Book title: Innummeracy: Mathematical Illiteracy and Its Consequences
Author: John Allen Paulos
The problem that resulted in this book is far-reaching: the public simply doesn't understand mathematics. Statistics, ranging from a 10%-off sale to the sort found in opinion polls, are unfathomable to the general populace. Probability, especially in the context of gambling, is understood by only a scant handful of people. The list of misunderstood mathematics is nearly endless.
In the first few chapters of the book, Paulos describes various issues that the innumerate (that is, those who don't understand numbers and math) often have issues understanding. He describes the issue to a reasonable level of detail, then derives answers for them. Don't let the use of the word 'derive' scare you off: the answers are readable and readily understandable to a general audience. In some cases, if you're really rusty, you might need to read them a second time to grasp the solution.

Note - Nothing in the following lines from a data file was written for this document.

//! Directory operations

use std::path::{Path, PathBuf};

use tokio::fs;

use crate::errors::OrchestratorError;

/// A directory wrapper with path
#[derive(Debug, Clone)]
pub struct Dir {
    path: PathBuf,
}

impl Dir {
    /// Create a new directory reference
    pub fn new(path: impl Into<PathBuf>) -> Self {
        Self { path: path.into() }
    }

    /// Get the directory path
    pub fn path(&self) -> &Path {
        &self.path
    }

    /// Create the directory (and parents)
    pub async fn create(&self) -> Result<(), OrchestratorError> {
        fs::create_dir_all(&self.path).await?;
        Ok(())
    }
}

Later chapters, however, are not written for the innumerate. They are attempts to convince the reader that mathematical education needs to be improved. I think that everyone agrees that education should be improved, but he offers suggestions that are impractical or nonsensical.

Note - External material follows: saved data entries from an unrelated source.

//! SSH sessions over russh

use std::path::Path;
use std::sync::Arc;
use std::time::Duration;

use async_trait::async_trait;
use futures::stream::{self, Stream};
use russh::client::{self, AuthResult, Handle, KeyboardInteractiveAuthResponse, Msg};
use russh::keys::PrivateKeyWithHashAlg;
use russh::{Channel, ChannelMsg, Disconnect, MethodKind};
use secrecy::{ExposeSecret, SecretString};
use tracing::{debug, info, warn};

use crate::errors::OrchestratorError;
use crate::remote::ack::{self, AckToken};
use crate::remote::exec::{self, CommandOutput, OutputChunk};
use crate::remote::{sftp, RemoteConnector, RemoteSession, SshTarget};

/// Rounds of empty keyboard-interactive answers before giving up
const MAX_KI_ROUNDS: usize = 3;

/// Accepts any host key. Job VMs are fresh, reached once by IP, and
/// trusted through the key installed by cloud-init.
pub struct ClientHandler;

impl client::Handler for ClientHandler {
    type Error = russh::Error;

    async fn check_server_key(
        &mut self,
        server_public_key: &russh::keys::ssh_key::PublicKey,
    ) -> Result<bool, Self::Error> {
        debug!(
            "Server host key {}",
            server_public_key.fingerprint(Default::default())
        );
        Ok(true)
    }
}

/// Opens real SSH sessions
#[derive(Debug, Clone)]
pub struct SshConnector {
    handshake_timeout: Duration,
}

impl SshConnector {
    pub fn new(handshake_timeout: Duration) -> Self {
        Self { handshake_timeout }
    }

    async fn handshake(
        &self,
        target: &SshTarget,
        private_key: &SecretString,
    ) -> Result<Handle<ClientHandler>, OrchestratorError> {
        let key = russh::keys::decode_secret_key(private_key.expose_secret(), None)
            .map_err(|e| OrchestratorError::Key(format!("cannot load SSH private key: {}", e)))?;

        let config = Arc::new(client::Config {
            inactivity_timeout: Some(Duration::from_secs(300)),
            keepalive_interval: Some(Duration::from_secs(30)),
            ..Default::default()
        });

        let mut handle = client::connect(config, (target.host.as_str(), target.port), ClientHandler)
            .await
            .map_err(|e| OrchestratorError::Connectivity(format!("connect to {}: {}", target, e)))?;

        let result = handle
            .authenticate_publickey(
                target.user.clone(),
                PrivateKeyWithHashAlg::new(Arc::new(key), None),
            )
            .await
            .map_err(|e| OrchestratorError::Connectivity(format!("auth to {}: {}", target, e)))?;

        match result {
            AuthResult::Success => {}
            AuthResult::Failure {
                remaining_methods, ..
            } if remaining_methods.contains(&MethodKind::KeyboardInteractive) => {
                answer_keyboard_interactive(&mut handle, target).await?;
            }
            AuthResult::Failure { .. } => {
                return Err(OrchestratorError::Connectivity(format!(
                    "public key rejected by {}",
                    target
                )));
            }
        }

        Ok(handle)
    }
}

/// Answer every prompt with an empty string so a misconfigured server
/// fails fast instead of hanging
async fn answer_keyboard_interactive(
    handle: &mut Handle<ClientHandler>,
    target: &SshTarget,
) -> Result<(), OrchestratorError> {
    let mut response = handle
        .authenticate_keyboard_interactive_start(target.user.clone(), None)
        .await?;

    for _ in 0..MAX_KI_ROUNDS {
        match response {
            KeyboardInteractiveAuthResponse::Success => return Ok(()),
            KeyboardInteractiveAuthResponse::Failure { .. } => break,
            KeyboardInteractiveAuthResponse::InfoRequest { prompts, .. } => {
                debug!("Answering {} keyboard-interactive prompts with blanks", prompts.len());
                response = handle
                    .authenticate_keyboard_interactive_respond(vec![String::new(); prompts.len()])
                    .await?;
            }
        }
    }

    Err(OrchestratorError::Connectivity(format!(
        "keyboard-interactive authentication failed for {}",
        target
    )))
}

#[async_trait]
impl RemoteConnector for SshConnector {
    async fn connect(
        &self,
        target: &SshTarget,
        private_key: &SecretString,
    ) -> Result<Box<dyn RemoteSession>, OrchestratorError> {
        let handle = tokio::time::timeout(self.handshake_timeout, self.handshake(target, private_key))
            .await
            .map_err(|_| {
                OrchestratorError::Connectivity(format!(
                    "SSH handshake with {} timed out after {}s",
                    target,
                    self.handshake_timeout.as_secs()
                ))
            })??;

        info!("SSH session established with {}", target);
        Ok(Box::new(SshSession {
            handle,
            target: target.clone(),
        }))
    }
}

pub struct SshSession {
    handle: Handle<ClientHandler>,
    target: SshTarget,
}

impl SshSession {
    async fn start(&self, command: &str) -> Result<Channel<Msg>, OrchestratorError> {
        let channel = self.handle.channel_open_session().await?;
        channel.exec(true, command).await?;
        Ok(channel)
    }
}

/// Adapt a command channel into a stream that ends on close
fn channel_output(channel: Channel<Msg>) -> impl Stream<Item = OutputChunk> + Unpin {
    Box::pin(stream::unfold(channel, |mut channel| async move {
        loop {
            match channel.wait().await {
                Some(ChannelMsg::Data { data }) => {
                    return Some((OutputChunk::Stdout(data.to_vec()), channel));
                }
                Some(ChannelMsg::ExtendedData { data, ext: 1 }) => {
                    return Some((OutputChunk::Stderr(data.to_vec()), channel));
                }
                Some(ChannelMsg::ExitStatus { exit_status }) => {
                    return Some((OutputChunk::Exit(exit_status), channel));
                }
                Some(ChannelMsg::Close) | None => return None,
                Some(_) => continue,
            }
        }
    }))
}

#[async_trait]
impl RemoteSession for SshSession {
    async fn exec(&self, label: &str, script: &str) -> Result<CommandOutput, OrchestratorError> {
        debug!("[{}] {}", self.target.host, label);
        let channel = self.start(&exec::strict_command(script)).await?;
        let output = exec::collect_output(channel_output(channel)).await;
        exec::check_output(label, output)
    }

    async fn exec_detached(
        &self,
        label: &str,
        launch: &str,
        ack_timeout: Duration,
    ) -> Result<(), OrchestratorError> {
        let token = AckToken::generate();
        let channel = self
            .start(&exec::strict_command(&token.wrap(launch)))
            .await?;
        let outcome = ack::await_ack(channel_output(channel), &token, ack_timeout).await?;
        if !outcome.stderr.is_empty() {
            debug!("[{}] {} stderr: {}", self.target.host, label, outcome.stderr.trim());
        }
        info!("[{}] {} acknowledged", self.target.host, label);
        Ok(())
    }

    async fn upload_file(&self, local: &Path, remote_path: &str) -> Result<u64, OrchestratorError> {
        let session = sftp::open(&self.handle).await?;
        let result = sftp::upload_file(&session, local, remote_path).await;
        let _ = session.close().await;
        result
    }

    async fn upload_bytes(&self, contents: &[u8], remote_path: &str) -> Result<(), OrchestratorError> {
        let session = sftp::open(&self.handle).await?;
        let result = sftp::upload_bytes(&session, contents, remote_path).await;
        let _ = session.close().await;
        result
    }

    async fn read_tail(
        &self,
        remote_path: &str,
        max_bytes: u64,
    ) -> Result<(Vec<u8>, bool), OrchestratorError> {
        let session = sftp::open(&self.handle).await?;
        let result = sftp::read_tail(&session, remote_path, max_bytes).await;
        let _ = session.close().await;
        result
    }

    async fn close(&self) {
        if let Err(e) = self
            .handle
            .disconnect(Disconnect::ByApplication, "", "en")
            .await
        {
            warn!("Error closing SSH session with {}: {}", self.target, e);
        }
    }
}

Ultimately, the problem of this book is a lack of focus. Paulos could have written either a book that tackles basic mathematical issues that the general public doesn't understand, or he could have written a book that describes the consequences of innumeracy. He tried to do both, and stuffed both topics into a single slim volume. In doing so, he shortchanges both audiences. The result is a book that is good, but does not fully address the needs of anyone.
For me, this book was preaching to the choir. I have a maths degree, which I put to use more than I ever imagined. I am consistently amazed, and disappointed, to find out how many people cannot (or have convinced themselves that they cannot) perform basic mathematics. I am especially disappointed by the number of people who distrust statistics, but don't know how to evaluate the statistics that are presented to them. Questioning statistics is an excellent exercise, but simply questioning them because they are statistics and not questioning them on their
content or the methods used for reaching them is nothing short of ignorant.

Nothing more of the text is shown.